The function above is the average of the integrated flux for those trajectories where the bond is broken at a later time t [24]. Because the probability that in a large system at equilibrium a particular donor–acceptor pair is hydrogen-bonded is small, the correlation function c(t) relaxes to zero and therefore k(t) describes the rate of relaxation to equilibrium. It is worth noting that at long times the reactive flux correlation function is invariant with respect to the specific definition of a hydrogen bond. At initial times its behavior provides the information about the mechanism of hydrogen bond formation but it is sensitive to the definition of hydrogen bond [24].

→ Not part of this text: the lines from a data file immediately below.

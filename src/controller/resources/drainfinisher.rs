//! Lets drained workers terminate
//!
//! Once the external drainer marked a `DrainerConfig` as `Drained` (or gave
//! up with `Timeout`), the lifecycle action of its instance is completed and
//! the config removed.

use crate::cloud::CloudProvider;
use crate::controller::context::RunContext;
use crate::controller::resource::{Resource, ResourceError};
use crate::crd::drainer::DrainerConfig;
use crate::crd::node_pool::NodePool;
use crate::store::ObjectStore;
use async_trait::async_trait;
use std::sync::Arc;
use tracing::{debug, info, warn};

pub struct DrainFinisherResource {
    cloud: Arc<dyn CloudProvider>,
    configs: Arc<dyn ObjectStore<DrainerConfig>>,
}

impl DrainFinisherResource {
    pub fn new(
        cloud: Arc<dyn CloudProvider>,
        configs: Arc<dyn ObjectStore<DrainerConfig>>,
    ) -> Self {
        DrainFinisherResource { cloud, configs }
    }

    async fn pool_configs(&self, pool: &NodePool) -> Result<Vec<DrainerConfig>, ResourceError> {
        Ok(self
            .configs
            .list()
            .await?
            .into_iter()
            .filter(|c| {
                c.spec.cluster_id == pool.spec.cluster_id
                    && c.spec.node_pool_id == pool.spec.node_pool_id
            })
            .collect())
    }
}

#[async_trait]
impl Resource<NodePool> for DrainFinisherResource {
    fn name(&self) -> &str {
        "drainfinisher"
    }

    async fn ensure_created(
        &self,
        _run: &mut RunContext,
        obj: &NodePool,
    ) -> Result<(), ResourceError> {
        let asg_name = obj.asg_name();

        for config in self.pool_configs(obj).await? {
            let instance = &config.spec.instance_id;
            if config.is_timed_out() {
                warn!(instance = %instance, "Draining timed out, letting the instance terminate");
            } else if !config.is_drained() {
                debug!(instance = %instance, "Instance not drained yet");
                continue;
            }

            match self.cloud.complete_lifecycle_action(&asg_name, instance).await {
                Ok(()) => info!(
                    asg = %asg_name,
                    instance = %instance,
                    "Completed lifecycle action"
                ),
                // The instance is already gone, only the config is left to clean up
                Err(e) if e.is_not_found() => {
                    debug!(instance = %instance, "Lifecycle action not found")
                }
                Err(e) => return Err(e.into()),
            }
            self.configs.delete(&config).await?;
        }
        Ok(())
    }

    async fn ensure_deleted(
        &self,
        _run: &mut RunContext,
        obj: &NodePool,
    ) -> Result<(), ResourceError> {
        for config in self.pool_configs(obj).await? {
            self.configs.delete(&config).await?;
            debug!(instance = %config.spec.instance_id, "Deleted drainer config");
        }
        Ok(())
    }
}
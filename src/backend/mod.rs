// backendtool/src/backend/mod.rs
use anyhow::Result;
use async_trait::async_trait;
use aws_sdk_appsync::config::{BehaviorVersion, Credentials, Region};
use std::path::Path;

use crate::appsync;
use crate::config::AwsConfig;

/// Details of the remote backend an operation established or refreshed.
#[derive(Debug, Clone, Default, PartialEq)]
pub struct BackendHandle {
    pub project_id: String,
    pub name: String,
    pub creation_time: String,
    pub last_updated_time: String,
    pub console_url: String,
}

/// Remote backend management operations.
///
/// The init decision flow only talks to this trait; the AWS wiring lives
/// behind it so the selector and executor stay transport-free.
#[async_trait]
pub trait BackendService {
    /// Creates a new backend from the project's local feature spec.
    async fn create_backend(&self, project_path: &Path) -> Result<BackendHandle>;
    /// Creates a new backend based on the existing local spec, under a fresh
    /// name.
    async fn clone_backend(&self, project_path: &Path) -> Result<BackendHandle>;
    /// Associates the project with an existing remote backend.
    async fn link_backend(&self, project_path: &Path, backend_id: &str) -> Result<BackendHandle>;
}

/// SDK clients for the services the tool drives, built once per operation.
pub struct AwsClients {
    pub appsync: aws_sdk_appsync::Client,
    pub dynamodb: aws_sdk_dynamodb::Client,
    pub iam: aws_sdk_iam::Client,
    pub region: String,
}

impl AwsClients {
    pub async fn connect(aws: &AwsConfig) -> AwsClients {
        let sdk_config = aws_config::defaults(BehaviorVersion::latest())
            .region(Region::new(aws.region.clone()))
            .credentials_provider(Credentials::new(
                &aws.access_key_id,
                &aws.secret_access_key,
                None,     // session_token
                None,     // expiry
                "Static", // provider_name
            ))
            .load()
            .await;

        AwsClients {
            appsync: aws_sdk_appsync::Client::new(&sdk_config),
            dynamodb: aws_sdk_dynamodb::Client::new(&sdk_config),
            iam: aws_sdk_iam::Client::new(&sdk_config),
            region: aws.region.clone(),
        }
    }
}

pub fn console_url(region: &str, api_id: &str) -> String {
    format!(
        "https://console.aws.amazon.com/appsync/home?region={}#/{}/v1/home",
        region, api_id
    )
}

/// The concrete backend service driving AppSync, DynamoDB and IAM.
pub struct AwsBackendService {
    aws_config: AwsConfig,
}

impl AwsBackendService {
    pub fn new(aws_config: AwsConfig) -> Self {
        AwsBackendService { aws_config }
    }
}

#[async_trait]
impl BackendService for AwsBackendService {
    async fn create_backend(&self, project_path: &Path) -> Result<BackendHandle> {
        appsync::create::run(project_path, &self.aws_config).await
    }

    async fn clone_backend(&self, project_path: &Path) -> Result<BackendHandle> {
        appsync::create::run_clone(project_path, &self.aws_config).await
    }

    async fn link_backend(&self, project_path: &Path, backend_id: &str) -> Result<BackendHandle> {
        appsync::retrieve::run(project_path, &self.aws_config, backend_id).await
    }
}
// backendtool/src/appsync/delete.rs
use anyhow::{Context, Result};
use std::path::Path;

use crate::appsync::{manager, role};
use crate::backend::AwsClients;
use crate::config::AwsConfig;
use crate::errors::AppError;

/// Deletes the remote backend api and its service role. DynamoDB tables are
/// retained and reported so destroying data stays an explicit operator step.
pub async fn run(project_path: &Path, aws: &AwsConfig) -> Result<()> {
    let info = manager::get_appsync_info(project_path)
        .filter(|info| !info.api_id.is_empty())
        .ok_or_else(|| {
            AppError::Backend("no backend api is recorded for this project".to_string())
        })?;

    let clients = AwsClients::connect(aws).await;

    println!("🔥 Deleting backend {} (api id: {})...", info.name, info.api_id);
    clients
        .appsync
        .delete_graphql_api()
        .api_id(&info.api_id)
        .send()
        .await
        .with_context(|| format!("Failed to delete graphql api {}", info.api_id))?;
    println!("✓ Deleted graphql api {}.", info.api_id);

    role::delete_service_role(&clients.iam, &info.name).await;

    if let Ok(settings) = manager::get_settings(project_path) {
        for data_source in settings.data_sources.iter().filter(|d| d.is_dynamodb()) {
            if let Some(table) = &data_source.table {
                println!(
                    "DynamoDB table {} is retained; delete it manually if it is no longer needed.",
                    table.table_name
                );
            }
        }
    }

    manager::clear_appsync_info(project_path)?;
    println!("✅ Backend deleted.");
    Ok(())
}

The reactive flux correlation functions k(t) determined numerically using c(t) (case 1) are presented in Figure 15. At short times, k(t) for NHH and NN membranes are similar. The log–log plots in the inset panel of Figure 15 shows at short times rapid changes of k(t) from its initial values. This indicates many recrossings in and out of the bonding region at a time scale of less than 0.08 ps. Following Luzar and Chandler [24], such a rapid decrease of the reactive flux correlation function at the initial times can be interpreted as librations. Next, in the range from 0.08 to 0.1 ps the increase of k(t) is caused by the inter-oxygen vibrations. Beyond this transient period of time both curves decay monotonically. A faster decay of k(t) calculated for the NN membrane indicates that the time necessary to reach the equilibrium state is shorter.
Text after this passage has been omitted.